### Brief
Every line containing the string "DownloadProgress" is to be copied from the records.

(Source records)
use crate::catalog::Voice;
use crate::context::TtsContext;
use crate::language::{detect_language, find_matching_language_code};
use crate::synthesis::{SynthesisError, SynthesisOrchestrator, SynthesisProgress};
use crate::{AudioResult, InferenceEngine};

#[derive(Debug)]
pub enum SessionCommand {
    SelectLanguage(String),
    SelectVoice(String),
    /// Detect the language of `text` and switch to it when supported
    DetectLanguage(String),
    /// Download the selected voice
    Download,
    Generate {
        text: String,
        playback_rate: f32,
    },
    Shutdown {
        ack_tx: Option<oneshot::Sender<()>>,
    },
}

/// Which retry action an error calls for.
#[derive(Debug, Clone, Copy, PartialEq, Eq)]
pub enum ErrorKind {
    /// Selection problem: pick another voice or language
    Voice,
    /// Voice unavailable: download again
    Download,
    /// Synthesis failed mid-run: generate again
    Synthesis,
}

#[derive(Debug, Clone)]
pub enum SessionEvent {
    LanguageChanged(String),
    VoiceChanged {
        voice_id: String,
        cached: bool,
    },
    LanguageDetected {
        detected: Option<String>,
        /// Catalog language the detection resolved to, if any
        matched: Option<String>,
    },
    DownloadProgress {
        voice_id: String,
        percent: u8,
    },
    Downloaded(String),
    SynthesisProgress(SynthesisProgress),
    AudioReady(Arc<AudioResult>),
    Error {
        kind: ErrorKind,
        message: String,
    },
}

#[derive(thiserror::Error, Debug, Clone, PartialEq, Eq)]
pub enum SessionError {
    #[error("Session is closed")]
    Closed,
}

/// Cloneable sender side of a running session.
#[derive(Debug, Clone)]
pub struct SessionHandle {
    sender: mpsc::UnboundedSender<SessionCommand>,
}

impl SessionHandle {
    pub fn send(&self, command: SessionCommand) -> Result<(), SessionError> {
        self.sender.send(command).map_err(|_| SessionError::Closed)
    }

    pub fn select_language(&self, code: impl Into<String>) -> Result<(), SessionError> {
        self.send(SessionCommand::SelectLanguage(code.into()))
    }

    pub fn select_voice(&self, voice_id: impl Into<String>) -> Result<(), SessionError> {
        self.send(SessionCommand::SelectVoice(voice_id.into()))
    }

    pub fn detect_language(&self, text: impl Into<String>) -> Result<(), SessionError> {
        self.send(SessionCommand::DetectLanguage(text.into()))
    }

    pub fn download(&self) -> Result<(), SessionError> {
        self.send(SessionCommand::Download)
    }

    pub fn generate(&self, text: impl Into<String>, playback_rate: f32) -> Result<(), SessionError> {
        self.send(SessionCommand::Generate {
            text: text.into(),
            playback_rate,
        })
    }

    /// Stop the session, cancel any run in flight and persist the downloaded
    /// hint. Resolves once the worker has finished.
    pub async fn shutdown(&self) -> Result<(), SessionError> {
        let (ack_tx, ack_rx) = oneshot::channel();
        self.send(SessionCommand::Shutdown {
            ack_tx: Some(ack_tx),
        })?;
        ack_rx.await.map_err(|_| SessionError::Closed)
    }
}

pub struct Session {
    context: Arc<TtsContext>,
    orchestrator: Arc<SynthesisOrchestrator>,
    events: mpsc::UnboundedSender<SessionEvent>,
    language: Option<String>,
    voice: Option<Voice>,
}

impl Session {
    /// Start a session worker on the current tokio runtime.
    ///
    /// The worker selects the catalog's default language and voice before
    /// taking commands.
    pub fn spawn(
        context: Arc<TtsContext>,
        engine: Arc<dyn InferenceEngine>,
    ) -> (SessionHandle, mpsc::UnboundedReceiver<SessionEvent>) {
        let (command_tx, command_rx) = mpsc::unbounded_channel();
        let (event_tx, event_rx) = mpsc::unbounded_channel();

        let session = Session {
            orchestrator: Arc::new(context.orchestrator(engine)),
            context,
            events: event_tx,
            language: None,
            voice: None,
        };
        tokio::spawn(session.run(command_rx));

        (SessionHandle { sender: command_tx }, event_rx)
    }

    async fn run(mut self, mut commands: mpsc::UnboundedReceiver<SessionCommand>) {
        if let Some(code) = self
            .context
            .catalog()
            .default_language()
            .map(|l| l.code.clone())
        {
            self.change_language(&code).await;
        } else {
            log::warn!("Voice catalog is empty");
        }

        while let Some(command) = commands.recv().await {
            match command {
                SessionCommand::SelectLanguage(code) => self.change_language(&code).await,
                SessionCommand::SelectVoice(id) => self.change_voice(&id).await,
                SessionCommand::DetectLanguage(text) => self.detect(&text).await,
                SessionCommand::Download => self.spawn_download(),
                SessionCommand::Generate {
                    text,
                    playback_rate,
                } => self.spawn_generate(text, playback_rate),
                SessionCommand::Shutdown { ack_tx } => {
                    commands.close();
                    self.orchestrator.cancel();
                    if let Err(e) = self.context.shutdown().await {
                        log::warn!("Session shutdown: {e}");
                    }
                    if let Some(tx) = ack_tx {
                        let _ = tx.send(());
                    }
                    break;
                }
            }
        }
        log::debug!("Session worker stopped");
    }

    fn emit(&self, event: SessionEvent) {
        let _ = self.events.send(event);
    }

    fn error(&self, kind: ErrorKind, message: impl Into<String>) {
        self.emit(SessionEvent::Error {
            kind,
            message: message.into(),
        });
    }

    async fn change_language(&mut self, code: &str) {
        let catalog = self.context.catalog();
        if catalog.language(code).is_none() {
            self.error(ErrorKind::Voice, format!("No voices for language {code}"));
            return;
        }

        self.language = Some(code.to_string());
        self.emit(SessionEvent::LanguageChanged(code.to_string()));

        match catalog.default_voice_for_language(code).map(|v| v.id.clone()) {
            Some(id) => self.change_voice(&id).await,
            None => self.voice = None,
        }
    }

    async fn change_voice(&mut self, voice_id: &str) {
        let Some(voice) = self.context.catalog().get(voice_id).cloned() else {
            self.error(ErrorKind::Voice, format!("Unknown voice {voice_id}"));
            return;
        };

        let cached = self.context.cache().verify_model_cache(&voice).await;
        self.emit(SessionEvent::VoiceChanged {
            voice_id: voice.id.clone(),
            cached,
        });
        self.voice = Some(voice);
    }

    async fn detect(&mut self, text: &str) {
        let detected = detect_language(text);
        let matched =
            find_matching_language_code(detected, Some(self.context.catalog().languages()));
        log::debug!("Detected language {detected:?}, matched {matched:?}");

        self.emit(SessionEvent::LanguageDetected {
            detected: detected.map(str::to_string),
            matched: matched.clone(),
        });

        if let Some(code) = matched {
            if self.language.as_deref() != Some(code.as_str()) {
                self.change_language(&code).await;
            }
        }
    }

    fn selected_voice(&self) -> Option<Voice> {
        if self.voice.is_none() {
            self.error(ErrorKind::Voice, "No voice selected");
        }
        self.voice.clone()
    }

    fn spawn_download(&self) {
        let Some(voice) = self.selected_voice() else {
            return;
        };
        let context = self.context.clone();
        let events = self.events.clone();
        tokio::spawn(async move {
            download(&context, &voice, &events).await;
        });
    }

    fn spawn_generate(&self, text: String, playback_rate: f32) {
        let Some(voice) = self.selected_voice() else {
            return;
        };
        if text.trim().is_empty() {
            self.error(ErrorKind::Synthesis, SynthesisError::EmptyText.to_string());
            return;
        }

        let complete = self.context.config().download.complete;
        let orchestrator = self.orchestrator.clone();
        let events = self.events.clone();
        tokio::spawn(async move {
            let download_events = events.clone();
            let voice_id = voice.id.clone();
            let on_download = move |percent: u8| {
                let _ = download_events.send(SessionEvent::DownloadProgress {
                    voice_id: voice_id.clone(),
                    percent,
                });
                if percent == complete {
                    let _ = download_events.send(SessionEvent::Downloaded(voice_id.clone()));
                }
            };

            let progress_events = events.clone();
            let on_progress = move |progress: SynthesisProgress| {
                let _ = progress_events.send(SessionEvent::SynthesisProgress(progress));
            };

            match orchestrator
                .generate_audio_with_download(
                    &text,
                    &voice,
                    playback_rate,
                    Some(&on_download),
                    Some(&on_progress),
                )
                .await
            {
                Ok(audio) => {
                    let _ = events.send(SessionEvent::AudioReady(Arc::new(audio)));
                }
                Err(SynthesisError::Superseded) => {}
                Err(e) => {
                    let kind = if e.is_retryable_by_download() {
                        ErrorKind::Download
                    } else {
                        ErrorKind::Synthesis
                    };
                    let _ = events.send(SessionEvent::Error {
                        kind,
                        message: e.to_string(),
                    });
                }
            }
        });
    }
}

/// Download `voice`, forwarding milestones as events.
async fn download(
    context: &TtsContext,
    voice: &Voice,
    events: &mpsc::UnboundedSender<SessionEvent>,
) {
    let progress_events = events.clone();
    let voice_id = voice.id.clone();
    let on_progress = move |percent: u8| {
        let _ = progress_events.send(SessionEvent::DownloadProgress {
            voice_id: voice_id.clone(),
            percent,
        });
    };

    match context.cache().download_model(voice, Some(&on_progress)).await {
        Ok(()) => {
            let _ = events.send(SessionEvent::Downloaded(voice.id.clone()));
        }
        Err(e) => {
            let _ = events.send(SessionEvent::Error {
                kind: ErrorKind::Download,
                message: e.to_string(),
            });
        }
    }
}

### Exercise solution
    DownloadProgress {
                let _ = download_events.send(SessionEvent::DownloadProgress {
        let _ = progress_events.send(SessionEvent::DownloadProgress {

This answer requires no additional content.